§ **Activity**
Each line of the material below must be transcribed exactly.

§ **Material provided**

//! The `darkroom collection` and `darkroom attach` commands.

use clap::{Args, Subcommand};
use darkroom_core::Config;
use serde::Serialize;

/// Arguments for the `collection` command.
#[derive(Args, Debug)]
pub struct CollectionArgs {
    #[command(subcommand)]
    pub command: CollectionCommand,
}

/// Subcommands for collection management.
#[derive(Subcommand, Debug)]
pub enum CollectionCommand {
    /// Create a new collection
    Create {
        name: String,

        #[arg(short, long)]
        description: Option<String>,
    },

    /// List collections with member counts
    List,

    /// Show a collection's images and artifacts
    Show { id: i64 },

    /// Delete a collection, everything it owns and their files
    Delete { id: i64 },
}

/// Arguments for the `attach` command.
#[derive(Args, Debug)]
pub struct AttachArgs {
    /// Collection to add the image to
    #[arg(short, long)]
    pub collection: i64,

    /// Image to add
    #[arg(short, long)]
    pub image: i64,
}

#[derive(Serialize)]
struct Deleted {
    collection_id: i64,
    blobs_removed: usize,
}

#[derive(Serialize)]
struct Attached {
    collection_id: i64,
    source_image_id: i64,
    newly_linked: bool,
}

/// Execute the collection command.
pub async fn execute(args: CollectionArgs, config: Config) -> anyhow::Result<()> {
    let darkroom = super::open(config).await?;

    match args.command {
        CollectionCommand::Create { name, description } => {
            let collection = darkroom
                .create_collection(&name, description.as_deref())
                .await?;
            tracing::info!("Created collection {} ({})", collection.id, collection.name);
            super::print_json(&collection)?;
        }

        CollectionCommand::List => {
            let collections = darkroom.list_collections().await?;
            if collections.is_empty() {
                tracing::info!("No collections yet. Create one with `darkroom collection create`.");
            }
            super::print_json(&collections)?;
        }

        CollectionCommand::Show { id } => {
            let detail = darkroom.get_collection(id).await?;
            super::print_json(&detail)?;
        }

        CollectionCommand::Delete { id } => {
            let blobs_removed = darkroom.delete_collection(id).await?;
            super::print_json(&Deleted {
                collection_id: id,
                blobs_removed,
            })?;
        }
    }

    Ok(())
}

/// Execute the attach command.
pub async fn attach(args: AttachArgs, config: Config) -> anyhow::Result<()> {
    let darkroom = super::open(config).await?;
    let newly_linked = darkroom.attach_image(args.collection, args.image).await?;
    if !newly_linked {
        tracing::info!(
            "Image {} is already in collection {}",
            args.image,
            args.collection
        );
    }
    super::print_json(&Attached {
        collection_id: args.collection,
        source_image_id: args.image,
        newly_linked,
    })
}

§ **Reply**
//! The `darkroom collection` and `darkroom attach` commands.

use clap::{Args, Subcommand};
use darkroom_core::Config;
use serde::Serialize;

/// Arguments for the `collection` command.
#[derive(Args, Debug)]
pub struct CollectionArgs {
    #[command(subcommand)]
    pub command: CollectionCommand,
}

/// Subcommands for collection management.
#[derive(Subcommand, Debug)]
pub enum CollectionCommand {
    /// Create a new collection
    Create {
        name: String,

        #[arg(short, long)]
        description: Option<String>,
    },

    /// List collections with member counts
    List,

    /// Show a collection's images and artifacts
    Show { id: i64 },

    /// Delete a collection, everything it owns and their files
    Delete { id: i64 },
}

/// Arguments for the `attach` command.
#[derive(Args, Debug)]
pub struct AttachArgs {
    /// Collection to add the image to
    #[arg(short, long)]
    pub collection: i64,

    /// Image to add
    #[arg(short, long)]
    pub image: i64,
}

#[derive(Serialize)]
struct Deleted {
    collection_id: i64,
    blobs_removed: usize,
}

#[derive(Serialize)]
struct Attached {
    collection_id: i64,
    source_image_id: i64,
    newly_linked: bool,
}

/// Execute the collection command.
pub async fn execute(args: CollectionArgs, config: Config) -> anyhow::Result<()> {
    let darkroom = super::open(config).await?;

    match args.command {
        CollectionCommand::Create { name, description } => {
            let collection = darkroom
                .create_collection(&name, description.as_deref())
                .await?;
            tracing::info!("Created collection {} ({})", collection.id, collection.name);
            super::print_json(&collection)?;
        }

        CollectionCommand::List => {
            let collections = darkroom.list_collections().await?;
            if collections.is_empty() {
                tracing::info!("No collections yet. Create one with `darkroom collection create`.");
            }
            super::print_json(&collections)?;
        }

        CollectionCommand::Show { id } => {
            let detail = darkroom.get_collection(id).await?;
            super::print_json(&detail)?;
        }

        CollectionCommand::Delete { id } => {
            let blobs_removed = darkroom.delete_collection(id).await?;
            super::print_json(&Deleted {
                collection_id: id,
                blobs_removed,
            })?;
        }
    }

    Ok(())
}

/// Execute the attach command.
pub async fn attach(args: AttachArgs, config: Config) -> anyhow::Result<()> {
    let darkroom = super::open(config).await?;
    let newly_linked = darkroom.attach_image(args.collection, args.image).await?;
    if !newly_linked {
        tracing::info!(
            "Image {} is already in collection {}",
            args.image,
            args.collection
        );
    }
    super::print_json(&Attached {
        collection_id: args.collection,
        source_image_id: args.image,
        newly_linked,
    })
}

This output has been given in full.